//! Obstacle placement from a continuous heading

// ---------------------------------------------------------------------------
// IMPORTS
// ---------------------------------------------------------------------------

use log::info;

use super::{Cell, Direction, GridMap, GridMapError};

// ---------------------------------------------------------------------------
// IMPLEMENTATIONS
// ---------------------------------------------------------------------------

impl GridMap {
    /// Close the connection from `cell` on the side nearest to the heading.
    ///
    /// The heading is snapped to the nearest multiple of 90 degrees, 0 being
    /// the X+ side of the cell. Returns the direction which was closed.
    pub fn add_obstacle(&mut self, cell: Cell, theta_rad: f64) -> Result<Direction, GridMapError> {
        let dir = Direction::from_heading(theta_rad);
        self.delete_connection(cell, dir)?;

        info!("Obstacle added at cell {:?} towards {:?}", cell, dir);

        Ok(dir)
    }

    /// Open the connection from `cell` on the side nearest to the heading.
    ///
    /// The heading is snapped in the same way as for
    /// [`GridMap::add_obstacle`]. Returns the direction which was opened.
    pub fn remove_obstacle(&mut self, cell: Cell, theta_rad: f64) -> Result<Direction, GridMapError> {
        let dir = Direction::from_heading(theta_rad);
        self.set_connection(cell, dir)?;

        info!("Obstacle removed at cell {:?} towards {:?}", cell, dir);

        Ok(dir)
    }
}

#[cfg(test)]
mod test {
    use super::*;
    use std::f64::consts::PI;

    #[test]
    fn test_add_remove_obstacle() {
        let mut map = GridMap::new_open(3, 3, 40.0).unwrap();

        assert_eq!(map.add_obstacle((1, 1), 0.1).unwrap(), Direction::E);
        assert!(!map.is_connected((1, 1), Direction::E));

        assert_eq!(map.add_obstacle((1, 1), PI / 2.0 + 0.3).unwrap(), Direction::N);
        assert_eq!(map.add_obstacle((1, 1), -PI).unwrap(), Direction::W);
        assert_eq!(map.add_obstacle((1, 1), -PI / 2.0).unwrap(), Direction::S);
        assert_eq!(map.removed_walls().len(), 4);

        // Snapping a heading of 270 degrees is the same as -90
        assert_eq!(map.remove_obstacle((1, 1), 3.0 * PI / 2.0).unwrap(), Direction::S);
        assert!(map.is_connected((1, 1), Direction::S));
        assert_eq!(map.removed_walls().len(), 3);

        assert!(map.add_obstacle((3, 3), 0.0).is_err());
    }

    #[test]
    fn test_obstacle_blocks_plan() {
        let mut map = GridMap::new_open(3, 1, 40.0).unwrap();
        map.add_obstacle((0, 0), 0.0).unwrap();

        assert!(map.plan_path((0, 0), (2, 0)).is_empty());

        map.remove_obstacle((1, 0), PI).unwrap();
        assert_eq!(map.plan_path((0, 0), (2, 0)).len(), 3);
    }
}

* * *

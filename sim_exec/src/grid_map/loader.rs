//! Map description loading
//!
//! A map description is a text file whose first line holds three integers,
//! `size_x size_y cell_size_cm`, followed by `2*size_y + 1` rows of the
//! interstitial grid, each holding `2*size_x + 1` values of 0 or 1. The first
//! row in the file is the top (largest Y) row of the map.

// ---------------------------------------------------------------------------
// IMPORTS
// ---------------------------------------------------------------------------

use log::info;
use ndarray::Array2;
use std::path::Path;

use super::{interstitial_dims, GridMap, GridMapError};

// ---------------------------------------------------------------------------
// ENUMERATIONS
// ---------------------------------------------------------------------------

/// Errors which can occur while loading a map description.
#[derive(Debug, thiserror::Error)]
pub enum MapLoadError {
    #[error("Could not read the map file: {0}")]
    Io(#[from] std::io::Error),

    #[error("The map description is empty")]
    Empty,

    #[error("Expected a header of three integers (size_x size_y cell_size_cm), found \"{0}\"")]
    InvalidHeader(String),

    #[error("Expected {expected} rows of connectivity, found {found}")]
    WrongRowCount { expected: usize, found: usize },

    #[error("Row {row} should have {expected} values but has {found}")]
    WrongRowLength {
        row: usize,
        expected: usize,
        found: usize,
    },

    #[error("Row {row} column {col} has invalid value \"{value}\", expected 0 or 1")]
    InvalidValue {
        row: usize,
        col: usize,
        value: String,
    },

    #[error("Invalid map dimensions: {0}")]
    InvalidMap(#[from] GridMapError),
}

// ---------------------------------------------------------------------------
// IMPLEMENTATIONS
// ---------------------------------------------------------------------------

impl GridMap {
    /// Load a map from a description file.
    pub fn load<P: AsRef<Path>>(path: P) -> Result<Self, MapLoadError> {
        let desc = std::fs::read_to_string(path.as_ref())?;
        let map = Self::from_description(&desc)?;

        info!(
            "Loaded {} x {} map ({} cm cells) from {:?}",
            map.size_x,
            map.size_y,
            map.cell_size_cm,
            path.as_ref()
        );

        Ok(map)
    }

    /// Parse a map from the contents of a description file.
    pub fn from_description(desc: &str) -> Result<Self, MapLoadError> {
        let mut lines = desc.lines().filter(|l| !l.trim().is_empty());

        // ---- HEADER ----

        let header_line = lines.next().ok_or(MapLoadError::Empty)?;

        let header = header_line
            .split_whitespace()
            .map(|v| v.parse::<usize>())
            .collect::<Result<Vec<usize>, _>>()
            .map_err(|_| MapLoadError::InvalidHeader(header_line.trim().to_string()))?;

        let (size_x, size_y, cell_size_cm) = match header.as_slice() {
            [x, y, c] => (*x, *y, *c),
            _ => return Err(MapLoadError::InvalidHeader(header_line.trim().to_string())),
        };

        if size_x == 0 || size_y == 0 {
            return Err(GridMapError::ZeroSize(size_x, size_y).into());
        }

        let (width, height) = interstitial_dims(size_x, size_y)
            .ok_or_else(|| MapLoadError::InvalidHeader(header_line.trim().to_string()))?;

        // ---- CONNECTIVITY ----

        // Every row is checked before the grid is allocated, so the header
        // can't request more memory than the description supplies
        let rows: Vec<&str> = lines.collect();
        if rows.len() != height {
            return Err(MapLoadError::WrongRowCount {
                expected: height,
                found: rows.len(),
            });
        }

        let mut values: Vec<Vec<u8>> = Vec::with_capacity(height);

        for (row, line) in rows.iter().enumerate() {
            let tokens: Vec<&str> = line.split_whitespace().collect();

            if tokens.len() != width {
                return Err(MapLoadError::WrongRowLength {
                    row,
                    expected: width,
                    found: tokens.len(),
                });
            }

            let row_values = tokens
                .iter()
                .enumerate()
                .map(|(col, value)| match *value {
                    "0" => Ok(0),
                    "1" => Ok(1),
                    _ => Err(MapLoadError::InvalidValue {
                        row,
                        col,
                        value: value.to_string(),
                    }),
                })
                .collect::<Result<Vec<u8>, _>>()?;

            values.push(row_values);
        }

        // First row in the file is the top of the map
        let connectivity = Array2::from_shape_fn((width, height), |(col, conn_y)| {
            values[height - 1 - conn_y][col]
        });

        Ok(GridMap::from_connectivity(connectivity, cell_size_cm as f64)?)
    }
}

** Exercise prompt **
Every line in the records above with the string "iter" in it should be shown.

** Result for this task **
        for (row, line) in rows.iter().enumerate() {
                .iter()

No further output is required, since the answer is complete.